*WHAT THE TASK ASKS*.
Find all the lines in the material below with the word "AppResult", and copy them.

....

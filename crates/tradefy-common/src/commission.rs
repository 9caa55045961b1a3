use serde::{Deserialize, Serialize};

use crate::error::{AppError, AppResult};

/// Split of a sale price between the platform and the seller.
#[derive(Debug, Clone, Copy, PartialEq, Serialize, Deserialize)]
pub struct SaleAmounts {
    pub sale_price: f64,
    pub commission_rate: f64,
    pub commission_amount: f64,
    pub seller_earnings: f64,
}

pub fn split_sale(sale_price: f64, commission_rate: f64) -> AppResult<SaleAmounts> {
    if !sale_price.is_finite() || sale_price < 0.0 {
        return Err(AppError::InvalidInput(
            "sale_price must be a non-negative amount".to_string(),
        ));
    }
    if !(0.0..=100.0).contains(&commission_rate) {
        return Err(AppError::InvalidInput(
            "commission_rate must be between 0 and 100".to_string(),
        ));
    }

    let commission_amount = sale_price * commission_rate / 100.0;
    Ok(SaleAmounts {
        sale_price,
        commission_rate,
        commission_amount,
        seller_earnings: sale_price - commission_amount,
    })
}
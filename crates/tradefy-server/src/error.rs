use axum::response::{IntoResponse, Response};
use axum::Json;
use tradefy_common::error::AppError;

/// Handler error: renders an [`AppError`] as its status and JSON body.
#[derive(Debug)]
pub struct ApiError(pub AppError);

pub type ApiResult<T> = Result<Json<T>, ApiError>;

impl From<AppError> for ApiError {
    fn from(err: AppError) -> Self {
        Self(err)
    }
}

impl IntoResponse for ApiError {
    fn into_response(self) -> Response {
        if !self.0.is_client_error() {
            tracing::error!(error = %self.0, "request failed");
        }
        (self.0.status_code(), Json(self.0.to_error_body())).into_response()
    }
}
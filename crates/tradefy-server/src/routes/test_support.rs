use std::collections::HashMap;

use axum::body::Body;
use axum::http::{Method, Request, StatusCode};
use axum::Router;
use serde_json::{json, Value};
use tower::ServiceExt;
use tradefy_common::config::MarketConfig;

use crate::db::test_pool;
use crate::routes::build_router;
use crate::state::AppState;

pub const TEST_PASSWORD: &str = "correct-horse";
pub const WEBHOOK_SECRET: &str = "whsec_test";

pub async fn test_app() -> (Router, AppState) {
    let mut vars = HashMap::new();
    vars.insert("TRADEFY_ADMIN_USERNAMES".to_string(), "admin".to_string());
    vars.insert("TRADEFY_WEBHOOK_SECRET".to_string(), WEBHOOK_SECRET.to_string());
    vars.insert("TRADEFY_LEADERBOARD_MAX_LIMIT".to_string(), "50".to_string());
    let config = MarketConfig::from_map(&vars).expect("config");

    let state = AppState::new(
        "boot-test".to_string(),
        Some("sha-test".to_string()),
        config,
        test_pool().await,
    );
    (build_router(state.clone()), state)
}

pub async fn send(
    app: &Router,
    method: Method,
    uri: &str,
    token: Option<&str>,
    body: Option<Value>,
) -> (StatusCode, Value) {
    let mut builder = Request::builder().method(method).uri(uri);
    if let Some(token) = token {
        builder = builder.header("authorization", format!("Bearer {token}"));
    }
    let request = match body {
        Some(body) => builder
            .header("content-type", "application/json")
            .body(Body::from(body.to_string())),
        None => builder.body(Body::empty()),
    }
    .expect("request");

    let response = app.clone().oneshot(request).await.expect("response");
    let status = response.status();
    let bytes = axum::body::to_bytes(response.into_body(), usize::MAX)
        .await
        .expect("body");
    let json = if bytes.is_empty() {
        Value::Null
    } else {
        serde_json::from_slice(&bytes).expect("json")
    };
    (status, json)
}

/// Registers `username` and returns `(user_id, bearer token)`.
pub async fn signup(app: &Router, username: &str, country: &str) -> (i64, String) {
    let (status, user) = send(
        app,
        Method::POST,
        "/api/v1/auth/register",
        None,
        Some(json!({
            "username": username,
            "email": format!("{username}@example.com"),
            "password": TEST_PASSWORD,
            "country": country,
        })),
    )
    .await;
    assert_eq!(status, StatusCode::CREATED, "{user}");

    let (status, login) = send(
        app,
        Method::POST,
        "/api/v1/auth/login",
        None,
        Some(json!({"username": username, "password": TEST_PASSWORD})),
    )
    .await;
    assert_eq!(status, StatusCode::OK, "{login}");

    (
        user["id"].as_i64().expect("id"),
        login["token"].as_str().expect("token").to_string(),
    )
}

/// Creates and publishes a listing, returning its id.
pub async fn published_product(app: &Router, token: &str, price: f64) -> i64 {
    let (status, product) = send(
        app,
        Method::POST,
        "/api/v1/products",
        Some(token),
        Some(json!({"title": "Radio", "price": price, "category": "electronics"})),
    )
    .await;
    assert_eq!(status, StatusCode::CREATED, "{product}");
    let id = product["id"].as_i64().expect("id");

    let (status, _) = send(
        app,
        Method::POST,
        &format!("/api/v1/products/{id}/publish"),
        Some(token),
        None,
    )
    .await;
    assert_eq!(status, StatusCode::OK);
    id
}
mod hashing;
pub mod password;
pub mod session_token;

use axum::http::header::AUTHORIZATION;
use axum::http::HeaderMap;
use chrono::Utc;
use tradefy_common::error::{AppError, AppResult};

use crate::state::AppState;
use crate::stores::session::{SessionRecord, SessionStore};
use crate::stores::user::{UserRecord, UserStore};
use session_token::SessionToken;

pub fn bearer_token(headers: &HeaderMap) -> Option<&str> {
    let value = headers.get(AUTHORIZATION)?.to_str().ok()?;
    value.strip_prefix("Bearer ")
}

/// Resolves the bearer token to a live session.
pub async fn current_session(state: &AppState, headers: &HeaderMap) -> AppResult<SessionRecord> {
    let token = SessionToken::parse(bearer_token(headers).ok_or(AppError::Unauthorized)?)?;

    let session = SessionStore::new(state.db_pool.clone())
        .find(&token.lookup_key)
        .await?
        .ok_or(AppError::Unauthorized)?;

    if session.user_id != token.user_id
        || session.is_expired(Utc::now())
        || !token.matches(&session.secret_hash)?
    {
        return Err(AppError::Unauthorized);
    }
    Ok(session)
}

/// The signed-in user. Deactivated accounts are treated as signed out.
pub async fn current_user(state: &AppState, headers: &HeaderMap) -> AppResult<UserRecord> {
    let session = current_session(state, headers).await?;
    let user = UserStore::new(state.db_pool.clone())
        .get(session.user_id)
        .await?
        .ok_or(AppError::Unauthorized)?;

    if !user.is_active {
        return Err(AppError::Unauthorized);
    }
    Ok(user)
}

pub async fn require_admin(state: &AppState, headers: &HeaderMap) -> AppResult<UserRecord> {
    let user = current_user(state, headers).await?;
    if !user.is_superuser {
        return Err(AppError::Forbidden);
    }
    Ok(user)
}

....

*WRITTEN REPLY*.
use crate::error::{AppError, AppResult};
pub fn split_sale(sale_price: f64, commission_rate: f64) -> AppResult<SaleAmounts> {
use tradefy_common::error::{AppError, AppResult};
pub async fn current_session(state: &AppState, headers: &HeaderMap) -> AppResult<SessionRecord> {
pub async fn current_user(state: &AppState, headers: &HeaderMap) -> AppResult<UserRecord> {
pub async fn require_admin(state: &AppState, headers: &HeaderMap) -> AppResult<UserRecord> {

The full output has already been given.